Tuesday, April 20, 2010

Men From Physics, Women From Biology


I was happy when I heard from my mother informing us that my brother is getting married. Since leaving us to seek greener pasture as Australia a few years back, my parents was a bit unwilling at first to let the black sheep of the family leave. However, the prospect of better future succumbed and we had to bear the melancholy of him leaving us after 20 plus years under the same roof.


It was a bitter pill to swallow for my two old folks. My dad especially was very sad that he rang me from time to time asking me how I was doing at university that time. See, my dad is the type that doesn’t show his caring through words. Well, that’s what we call an ego from the dad. So, when he called me I know something was different with him. Surprisingly, it was my mom who is the tougher side between the two. Apart from shedding tears in the airport, I see her coping well with the situation.


Thanks to Bill Gates, we get to see my brother virtually every weekend. Instead of relying on phone call to listen to his voice, we get to see him in person through video chat. That in a way enables my two old folks to get a glimpse of my brother to check whether he has gained or lost weight. Soon, a few years has passed. We were glad to know that he’s settling well into his job. Colleagues ok. Boss is fine. My parents managed to breathe sigh of relief upon hearing that. The next question, when will he start a family. The concern now turns into whether he has a companion or a life-time partner there? I’m sure my mom will be culture-shocked to find her future daughter-in-law serves spaghetti for Chinese New Year reunion dinner. But then, my brother sent us one photo of a girl to my mom reassuring her and my dad that they won’t get turkey served up for reunion dinner.


This entire story so far has been on my parents dealing with the departure of my brother to Australia. So, how about me? Well, I was too a bit down initially. He was my best pal in the family. It’s tough considering that our family doesn’t have a female figure apart from my mom to neutralise the egoism in the male dominated family. When I say ego, what I meant was love and caring doesn’t shown through words but more to hidden gesture.
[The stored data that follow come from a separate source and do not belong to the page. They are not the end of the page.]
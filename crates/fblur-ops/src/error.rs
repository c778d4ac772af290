//! Error types for convolution operations.

use thiserror::Error;

/// Error type for convolution operations.
#[derive(Error, Debug)]
pub enum OpsError {
    /// Invalid dimensions specified.
    #[error("invalid dimensions: {0}")]
    InvalidDimensions(String),

    /// Images have incompatible sizes.
    #[error("size mismatch: {0}")]
    SizeMismatch(String),

    /// Invalid parameter value.
    #[error("invalid parameter: {0}")]
    InvalidParameter(String),

    /// A field buffer could not be allocated.
    #[error("failed to allocate {requested} complex samples: {reason}")]
    AllocationFailed {
        /// Number of complex samples requested
        requested: usize,
        /// Failure reason
        reason: String,
    },

    /// The transform thread pool could not be built.
    #[error("thread pool: {0}")]
    ThreadPool(String),
}

/// Result type for convolution operations.
pub type OpsResult<T> = Result<T, OpsError>;
//! Blur command
//!
//! One-shot blur with a Gaussian of a given sigma or a fixed weight table.

use super::GlobalOpts;
use crate::BlurArgs;
use anyhow::{Context, Result};
use fblur_core::RgbImage;
use fblur_ops::{ConvolutionPipeline, KernelSpec, WeightTable};
use std::time::Instant;
use tracing::{debug, info, trace};

/// Default sigma when neither `--sigma` nor `--kernel` is given.
const DEFAULT_SIGMA: f32 = 1.0;

pub fn run(args: BlurArgs, opts: &GlobalOpts) -> Result<()> {
    trace!(input = %args.input.display(), output = %args.output.display(), "blur::run");

    let spec = kernel_spec(args.sigma, args.kernel.as_deref())?;
    let image = super::load_image(&args.input)?;
    let (w, h) = image.dimensions();
    debug!(w, h, "loaded");

    let config = super::pipeline_config(&spec, args.border, opts);
    let mut pipeline =
        ConvolutionPipeline::initialize(w, h, config).context("Failed to initialize pipeline")?;
    debug!(canvas = ?pipeline.canvas_size(), border = pipeline.border_size(), "pipeline ready");
    super::warn_if_truncated(&spec, pipeline.canvas_size());

    let start = Instant::now();
    let mut blurred = RgbImage::new(w, h);
    pipeline
        .compute(&image, &mut blurred, &spec)
        .with_context(|| format!("Failed to blur {}", args.input.display()))?;
    info!(kernel = %spec, elapsed = ?start.elapsed(), "blurred");
    pipeline.shutdown();

    super::save_image(&args.output, &blurred, opts)?;
    info!(output = %args.output.display(), "saved");
    Ok(())
}

/// Kernel from the `--sigma`/`--kernel` pair; a named table wins.
fn kernel_spec(sigma: Option<f32>, kernel: Option<&str>) -> Result<KernelSpec> {
    match kernel {
        Some(name) => {
            let table = name
                .parse::<WeightTable>()
                .with_context(|| format!("Unknown kernel: {}", name))?;
            Ok(KernelSpec::fixed(table))
        }
        None => {
            let sigma = sigma.unwrap_or(DEFAULT_SIGMA);
            KernelSpec::gaussian(sigma).with_context(|| format!("Invalid sigma: {}", sigma))
        }
    }
}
Then, my focus turned to cheering up my parents. Many doesn’t know parents who dedicate all their time and lives to their children find it hard to accept the fact that their children have grown up and beginning to start their own family.  I was once told a joke that,

“To the son’s mother, the daughter-in-law is someone who stole their son away.”


Well, I couldn’t agree much. The society nowadays makes it hard for the younger one to support their parents and also his new family. Wife works too nowadays. It’s not like those days, the woman was a fulltime housewife taking care of the family while the husband was the breadwinner. The economy doesn’t allow that to happen anymore. The plight might get worse if their old folks start to have some maintenance problems. You know an old car eventually will have some problems here and there. The spare parts are no longer as perfect as it once used to be. It needs fixing and sometimes replacement too.


Car is easy. If you find too many things that need to be replaced or fixed, then you might just think of buying a new car instead. But this perception doesn’t apply to our parents. No matter what, they need to fixed or repaired. And the bill might cost more than getting a new car. Worse still, the spare parts are no longer available in the market! Outdated! No longer in production! That is when insurance comes in handy. To help ease up the cost of medical bill to be bored by their children. To be frank, I was kind of supportive of President Obama when he comes up with the Health Bill that ensures everyone in his country is covered with insurance.


Last month, I witnessed the demise of Han Ching’s grandma at her home. Though I didn’t get to see her breathe her last breath but I was besides her bed hours before. It’s the feeling of seeing one person suffering yet you can’t do anything about it, the most unbearable emotion every one of her descendants had to deal with. Her husband passed away 30 years ago leaving her to walk the next few decades on her own. Luckily for her, she has her children to accompany her. She had 8 or 10 children and dozens of grandchildren! Her funeral was massive!

I have friends who questioned the need of a couple to have children. Was it because the couple feel that they will be lonely when they get older and no one takes care about them at the later stage?

“It’s the most selfish act one think about themselves. You have children just because you want them to care for you when you are old,”  this friend of mine told.


The question here:

Why couple decided to have children?

I told Han Ching that it’s because we need to help the country to have a healthy birth rate and produce the leader of next generation.Yeah right?! But Han Ching provides me a better thought.

She said: “One couple with no blood relationship, with different backgrounds and upbringing managed to get together. They have nothing in common biologically. So, the only thing that “links” them together is their offspring.”

Hmmm. Quite thoughtful. Anyhow, everyone have their opinions we need to respect. Some might agree some might disagree. It doesn’t matter whether you have children or not when you grow old because:

“Age is an issue of mind over matter. If you don’t mind, it doesn’t matter.”